- Xie, Zhongming;
- Hu, Huiyu;
- Kadota, Jillian;
- Packel, Laura;
- Mlowe, Matilda;
- Kwilasa, Sylvester;
- Maokola, Werner;
- Shabani, Siraji;
- Sabasaba, Amon;
- Njau, Prosper;
- Wang, Jingshen;
- McCoy, Sandra
OBJECTIVES: This study aimed to develop a machine learning (ML) model to predict disengagement from HIV care, high viral load or death among people living with HIV (PLHIV) with the goal of enabling proactive support interventions in Tanzania. The algorithm addressed common challenges when applying ML to electronic medical record (EMR) data: (1) imbalanced outcome distribution; (2) heterogeneity across multisite EMR data and (3) evolving virological suppression thresholds. DESIGN: Observational study using a national EMR database. SETTING: Conducted in two regions in Tanzania, using data from the National HIV Care database. PARTICIPANTS: The study included over 6 million HIV care visit records from 295 961 PLHIV in two regions in Tanzanias National HIV Care database from January 2015 to May 2023. RESULTS: Our ML model effectively identified PLHIV at increased risk of adverse outcomes. Key predictors included past disengagement from care, antiretroviral therapy (ART) status (which tracks a patients engagement with ART across visits), age and time on ART. The downsampling approach we implemented effectively managed imbalanced data to reduce prediction bias. Site-specific algorithms performed better compared with a universal approach, highlighting the importance of tailoring ML models to local contexts.
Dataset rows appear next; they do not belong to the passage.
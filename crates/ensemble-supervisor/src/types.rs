//! ---
//! ens_section: "05-external-interfaces"
//! ens_subsection: "module"
//! ens_type: "source"
//! ens_scope: "code"
//! ens_description: "Remote process supervisor client."
//! ens_version: "v0.1.0"
//! ens_owner: "tbd"
//! ---
use std::time::Duration;

use chrono::{DateTime, Utc};
use strum::{AsRefStr, Display, EnumString};

use crate::error::SupervisorError;
use crate::xmlrpc::Value;

/// What the supervisor believes to be its own operational state.
#[derive(Debug, Clone, Copy, PartialEq, Eq, Hash, Display, EnumString, AsRefStr)]
#[strum(serialize_all = "SCREAMING_SNAKE_CASE")]
pub enum SupervisorState {
    /// Shutting down.
    Shutdown,
    /// Restarting.
    Restarting,
    /// Working normally.
    Running,
    /// Experienced a serious error.
    Fatal,
}

impl SupervisorState {
    /// Numeric code used on the wire.
    pub fn code(&self) -> i64 {
        match self {
            SupervisorState::Shutdown => -1,
            SupervisorState::Restarting => 0,
            SupervisorState::Running => 1,
            SupervisorState::Fatal => 2,
        }
    }

    /// Map a wire code to a state. Unknown codes are rejected.
    pub fn from_code(code: i64) -> Option<Self> {
        match code {
            -1 => Some(SupervisorState::Shutdown),
            0 => Some(SupervisorState::Restarting),
            1 => Some(SupervisorState::Running),
            2 => Some(SupervisorState::Fatal),
            _ => None,
        }
    }

    pub(crate) fn from_value(value: &Value) -> Result<Self, SupervisorError> {
        let code = value
            .member("statecode")
            .and_then(Value::as_i64)
            .ok_or_else(|| SupervisorError::protocol("getState response without statecode"))?;
        Self::from_code(code)
            .ok_or_else(|| SupervisorError::protocol(format!("unknown supervisor state code {code}")))
    }
}

/// State of a process managed by the supervisor.
#[derive(Debug, Clone, Copy, PartialEq, Eq, Hash, Display, EnumString, AsRefStr)]
#[strum(serialize_all = "SCREAMING_SNAKE_CASE")]
pub enum ProcessState {
    /// Stopped on request, or never started.
    Stopped,
    /// Starting due to a start request.
    Starting,
    /// Running.
    Running,
    /// Entered STARTING but exited too quickly to reach RUNNING.
    Backoff,
    /// Stopping due to a stop request.
    Stopping,
    /// Exited from RUNNING, expectedly or not.
    Exited,
    /// Could not be started successfully.
    Fatal,
    /// Unknown state, including any code the client does not recognise.
    Unknown,
}

impl ProcessState {
    /// Numeric code used on the wire.
    pub fn code(&self) -> i64 {
        match self {
            ProcessState::Stopped => 0,
            ProcessState::Starting => 10,
            ProcessState::Running => 20,
            ProcessState::Backoff => 30,
            ProcessState::Stopping => 40,
            ProcessState::Exited => 100,
            ProcessState::Fatal => 200,
            ProcessState::Unknown => 1000,
        }
    }

    /// Map a wire code to a state; unrecognised codes map to [`ProcessState::Unknown`].
    pub fn from_code(code: i64) -> Self {
        match code {
            0 => ProcessState::Stopped,
            10 => ProcessState::Starting,
            20 => ProcessState::Running,
            30 => ProcessState::Backoff,
            40 => ProcessState::Stopping,
            100 => ProcessState::Exited,
            200 => ProcessState::Fatal,
            _ => ProcessState::Unknown,
        }
    }
}

/// Data about one supervised process, as returned by `getProcessInfo`.
#[derive(Debug, Clone, PartialEq, Eq)]
pub struct ProcessInfo {
    /// Process name.
    pub name: String,
    /// Name of the process group.
    pub group: String,
    /// Free-text description (pid and uptime when running, stop time when stopped).
    pub description: String,
    /// UNIX timestamp of the last start.
    pub start: i64,
    /// UNIX timestamp of the last stop, 0 if never stopped.
    pub stop: i64,
    /// UNIX timestamp of the supervisor's current time.
    pub now: i64,
    /// Decoded state.
    pub state: ProcessState,
    /// State name as reported by the supervisor.
    pub state_name: String,
    /// Path of the stdout log file.
    pub stdout_logfile: String,
    /// Path of the stderr log file.
    pub stderr_logfile: String,
    /// Spawn error description, empty when none.
    pub spawn_error: String,
    /// Exit status, 0 while running.
    pub exit_status: i64,
    /// OS process id, 0 when not running.
    pub pid: i64,
}

impl ProcessInfo {
    /// Decode a process-info struct.
    pub fn from_value(value: &Value) -> Result<Self, SupervisorError> {
        let members = value
            .as_struct()
            .ok_or_else(|| SupervisorError::protocol("process info is not a struct"))?;
        let text = |name: &str| -> String {
            members
                .get(name)
                .and_then(Value::as_str)
                .unwrap_or_default()
                .to_owned()
        };
        let int = |name: &str| -> i64 { members.get(name).and_then(Value::as_i64).unwrap_or(0) };

        let name = members
            .get("name")
            .and_then(Value::as_str)
            .ok_or_else(|| SupervisorError::protocol("process info without name"))?
            .to_owned();
        let state_code = members
            .get("state")
            .and_then(Value::as_i64)
            .ok_or_else(|| SupervisorError::protocol(format!("process '{name}' without state")))?;

        Ok(Self {
            group: text("group"),
            description: text("description"),
            start: int("start"),
            stop: int("stop"),
            now: int("now"),
            state: ProcessState::from_code(state_code),
            state_name: text("statename"),
            stdout_logfile: text("stdout_logfile"),
            stderr_logfile: text("stderr_logfile"),
            spawn_error: text("spawnerr"),
            exit_status: int("exitstatus"),
            pid: int("pid"),
            name,
        })
    }

    /// True when the process is in the RUNNING state.
    pub fn is_running(&self) -> bool {
        self.state == ProcessState::Running
    }

    /// Time of the last start, `None` if the process never started.
    pub fn started_at(&self) -> Option<DateTime<Utc>> {
        timestamp(self.start)
    }

    /// Time of the last stop, `None` if the process never stopped.
    pub fn stopped_at(&self) -> Option<DateTime<Utc>> {
        timestamp(self.stop)
    }

    /// Uptime derived from the supervisor clock while the process is running.
    pub fn uptime(&self) -> Option<Duration> {
        if !self.is_running() || self.start == 0 || self.now < self.start {
            return None;
        }
        Some(Duration::from_secs((self.now - self.start) as u64))
    }
}

fn timestamp(secs: i64) -> Option<DateTime<Utc>> {
    if secs == 0 {
        return None;
    }
    DateTime::from_timestamp(secs, 0)
}

#[cfg(test)]
mod tests {
    use super::*;
    use indexmap::IndexMap;

    fn process_value(state: i64) -> Value {
        let mut members = IndexMap::new();
        members.insert("name".to_owned(), Value::from("vnc"));
        members.insert("group".to_owned(), Value::from("desktop"));
        members.insert("description".to_owned(), Value::from("pid 42, uptime 0:00:07"));
        members.insert("start".to_owned(), Value::Int(1_700_000_000));
        members.insert("stop".to_owned(), Value::Int(0));
        members.insert("now".to_owned(), Value::Int(1_700_000_007));
        members.insert("state".to_owned(), Value::Int(state));
        members.insert("statename".to_owned(), Value::from("RUNNING"));
        members.insert("spawnerr".to_owned(), Value::from(""));
        members.insert("exitstatus".to_owned(), Value::Int(0));
        members.insert("pid".to_owned(), Value::Int(42));
        Value::Struct(members)
    }

    #[test]
    fn process_state_codes_round_trip() {
        for state in [
            ProcessState::Stopped,
            ProcessState::Starting,
            ProcessState::Running,
            ProcessState::Backoff,
            ProcessState::Stopping,
            ProcessState::Exited,
            ProcessState::Fatal,
            ProcessState::Unknown,
        ] {
            assert_eq!(ProcessState::from_code(state.code()), state);
        }
        assert_eq!(ProcessState::from_code(55), ProcessState::Unknown);
        assert_eq!(ProcessState::Backoff.to_string(), "BACKOFF");
        assert_eq!("RUNNING".parse::<ProcessState>().unwrap(), ProcessState::Running);
    }

    #[test]
    fn supervisor_state_rejects_unknown_codes() {
        assert_eq!(SupervisorState::from_code(1), Some(SupervisorState::Running));
        assert_eq!(SupervisorState::from_code(-1), Some(SupervisorState::Shutdown));
        assert_eq!(SupervisorState::from_code(9), None);
        assert_eq!(SupervisorState::Restarting.as_ref(), "RESTARTING");
    }

    #[test]
    fn decodes_process_info() {
        let info = ProcessInfo::from_value(&process_value(20)).unwrap();
        assert_eq!(info.name, "vnc");
        assert_eq!(info.group, "desktop");
        assert!(info.is_running());
        assert_eq!(info.pid, 42);
        assert_eq!(info.uptime(), Some(Duration::from_secs(7)));
        assert!(info.started_at().is_some());
        assert!(info.stopped_at().is_none());
        assert_eq!(info.stdout_logfile, "");
    }

    #[test]
    fn stopped_process_has_no_uptime() {
        let info = ProcessInfo::from_value(&process_value(0)).unwrap();
        assert_eq!(info.state, ProcessState::Stopped);
        assert_eq!(info.uptime(), None);
    }

    #[test]
    fn process_info_requires_name_and_state() {
        assert!(ProcessInfo::from_value(&Value::from("nope")).is_err());
        let mut members = IndexMap::new();
        members.insert("name".to_owned(), Value::from("vnc"));
        assert!(ProcessInfo::from_value(&Value::Struct(members)).is_err());
    }
}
A sensitivity analysis confirmed the models robustness to changes in viral load suppression thresholds. CONCLUSIONS: ML models leveraging large-scale databases of patient data offer significant potential to identify PLHIV for interventions to enhance engagement in HIV care in resource-limited settings. Tailoring algorithms to local contexts and flexibility towards evolving clinical guidelines are essential for maximising their impact.